Rosendale ponders one-way access for municipal parking lot

Patrons of the Rosendale Theatre, the Rosendale Farmers’ Market and other visitors who rely on the large parking lot adjoining Willow Kiln Park in downtown Rosendale may soon have to get used to new restrictions on vehicle access. A survey of community traffic concerns recently conducted by deputy chief of police Scott Schaffrick concluded that “Hardenburgh Lane should become a one-way street, as it cannot support two-way traffic flow and has a high volume of traffic with the municipal parking lot behind Main Street.” The survey results were presented to the Rosendale Town Board at its September 10 meeting.

At present, most traffic in and out of the lot occurs on Hardenburgh Lane. The intersection where motorists exit the lot onto Route 213, between the Garden House and Vision of Tibet, provides poor sightlines, especially to the west, which can result in long waits for the parking lot to empty after the conclusion of a movie or other downtown event. There is currently only one other access to the lot: the narrow, unofficially named “Canaltown Alley” that leads between the Big Cheese and the Belltower, typically used for ingress only. “The entrance by the Belltower is a right-of-way, not a roadway,” said town supervisor Jeanne Walsh. Both routes are also heavily used by pedestrians, which, noted councilman Ernest Klepeis, is “potentially one of the largest risks we have in town.”

“In conducting the survey, the rural charm of the various communities was also taken into account, as many of the country lanes within the town are not subjected to a heavy flow of traffic. As such, the installation of one-way signs or limiting the directional flow of these roadways is not needed at this time, but should be reevaluated with population growth,” wrote Schaffrick in the cover letter to the Police Department report. Hardenburgh Lane was the only exception that he recommended within the entire town.

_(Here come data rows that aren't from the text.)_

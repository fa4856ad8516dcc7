//! Process-wide service counters

use std::sync::atomic::{AtomicU64, Ordering};

use super::dispatch::ProtocolVersion;

/// Track activation service metrics without external dependencies.
pub(crate) struct Metrics;

static RESPONSES: AtomicU64 = AtomicU64::new(0);
static CLOSED: AtomicU64 = AtomicU64::new(0);
static FORMAT_ERRORS: AtomicU64 = AtomicU64::new(0);
static STORE_ERRORS: AtomicU64 = AtomicU64::new(0);
static EPIDS_GENERATED: AtomicU64 = AtomicU64::new(0);

struct VersionCounters {
    v4: AtomicU64,
    v5: AtomicU64,
    v6: AtomicU64,
    unknown: AtomicU64,
}

static VERSION_COUNTERS: VersionCounters = VersionCounters::new();

impl VersionCounters {
    const fn new() -> Self {
        Self {
            v4: AtomicU64::new(0),
            v5: AtomicU64::new(0),
            v6: AtomicU64::new(0),
            unknown: AtomicU64::new(0),
        }
    }

    fn increment(&self, version: ProtocolVersion) {
        let counter = match version {
            ProtocolVersion::V4 => &self.v4,
            ProtocolVersion::V5 => &self.v5,
            ProtocolVersion::V6 => &self.v6,
            ProtocolVersion::Unknown(_) => &self.unknown,
        };
        counter.fetch_add(1, Ordering::Relaxed);
    }
}

impl Metrics {
    #[inline]
    pub(crate) fn record_request(version: ProtocolVersion) {
        VERSION_COUNTERS.increment(version);
    }

    #[inline]
    pub(crate) fn record_response() {
        RESPONSES.fetch_add(1, Ordering::Relaxed);
    }

    #[inline]
    pub(crate) fn record_close() {
        CLOSED.fetch_add(1, Ordering::Relaxed);
    }

    #[inline]
    pub(crate) fn record_format_error() {
        FORMAT_ERRORS.fetch_add(1, Ordering::Relaxed);
    }

    #[inline]
    pub(crate) fn record_store_error() {
        STORE_ERRORS.fetch_add(1, Ordering::Relaxed);
    }

    #[inline]
    pub(crate) fn record_epid_generated() {
        EPIDS_GENERATED.fetch_add(1, Ordering::Relaxed);
    }
}

/// Current process-wide counters.
#[must_use]
pub fn snapshot() -> MetricsSnapshot {
    MetricsSnapshot {
        v4_requests: VERSION_COUNTERS.v4.load(Ordering::Relaxed),
        v5_requests: VERSION_COUNTERS.v5.load(Ordering::Relaxed),
        v6_requests: VERSION_COUNTERS.v6.load(Ordering::Relaxed),
        unknown_requests: VERSION_COUNTERS.unknown.load(Ordering::Relaxed),
        responses: RESPONSES.load(Ordering::Relaxed),
        closed: CLOSED.load(Ordering::Relaxed),
        format_errors: FORMAT_ERRORS.load(Ordering::Relaxed),
        store_errors: STORE_ERRORS.load(Ordering::Relaxed),
        epids_generated: EPIDS_GENERATED.load(Ordering::Relaxed),
    }
}

/// Lightweight snapshot of service counters.
#[derive(Default, Debug, Clone, Copy, PartialEq, Eq)]
#[allow(missing_docs)]
pub struct MetricsSnapshot {
    pub v4_requests: u64,
    pub v5_requests: u64,
    pub v6_requests: u64,
    pub unknown_requests: u64,
    pub responses: u64,
    pub closed: u64,
    pub format_errors: u64,
    pub store_errors: u64,
    pub epids_generated: u64,
}

impl MetricsSnapshot {
    /// Requests seen across every version.
    #[must_use]
    pub fn total_requests(&self) -> u64 {
        self.v4_requests + self.v5_requests + self.v6_requests + self.unknown_requests
    }
}

#[cfg(test)]
mod tests {
    use super::*;

    // Counters are shared with every other test in the process, so only
    // check that they move forward.
    #[test]
    fn test_counters_increase() {
        let before = snapshot();
        Metrics::record_request(ProtocolVersion::V6);
        Metrics::record_request(ProtocolVersion::Unknown(99));
        Metrics::record_response();
        Metrics::record_close();
        Metrics::record_format_error();
        Metrics::record_store_error();
        Metrics::record_epid_generated();
        let after = snapshot();

        assert!(after.v6_requests > before.v6_requests);
        assert!(after.unknown_requests > before.unknown_requests);
        assert!(after.total_requests() >= before.total_requests() + 2);
        assert!(after.responses > before.responses);
        assert!(after.closed > before.closed);
        assert!(after.format_errors > before.format_errors);
        assert!(after.store_errors > before.store_errors);
        assert!(after.epids_generated > before.epids_generated);
    }
}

“It’s not easy to come up with a solution for a road that was designed for horse-and-buggies,” said Walsh. “We’ve looked at a lot of options, including land acquisition.” One possibility was to turn the towpath following the former D & H Canal into an access road, emptying onto Route 213 near the Keator Avenue bridge over the Rondout Creek, but that “raises historic [preservation] issues,” noted the supervisor. Councilman Chris Pryslopski said, in reference to the remains of the canal – already partially buried in spots paralleling Main Street – that “It’s possible to cap a historical resource if that’ll preserve it.” Walsh cited “a lot of opposition” from downtown residents when such options were raised in the past.

The board discussed the pros and cons of Hardenburgh Lane and Canaltown Alley as routes in or out. While the current traffic flow rarely sees cars exiting by the Belltower, some members thought that the sightlines for exiting from Hardenburgh were more hazardous, since the Vision of Tibet building is set closer to the curb. “Egress is tougher,” Walsh acknowledged. “But it won’t be easy to get everybody to agree.”

Several other recommendations in the police report will be far simpler to implement, such as cutting back shrubbery that has obscured stop signs in various places in the town. The very wide tee-intersection where Breezy Hill Road ends at Hickory Bush Road seems to be confusing to motorists, and Schaffrick suggested several possible remedies, including narrowing the intersection, making it a three-way stop or installing “a traffic roundabout with a small raised section in the middle.”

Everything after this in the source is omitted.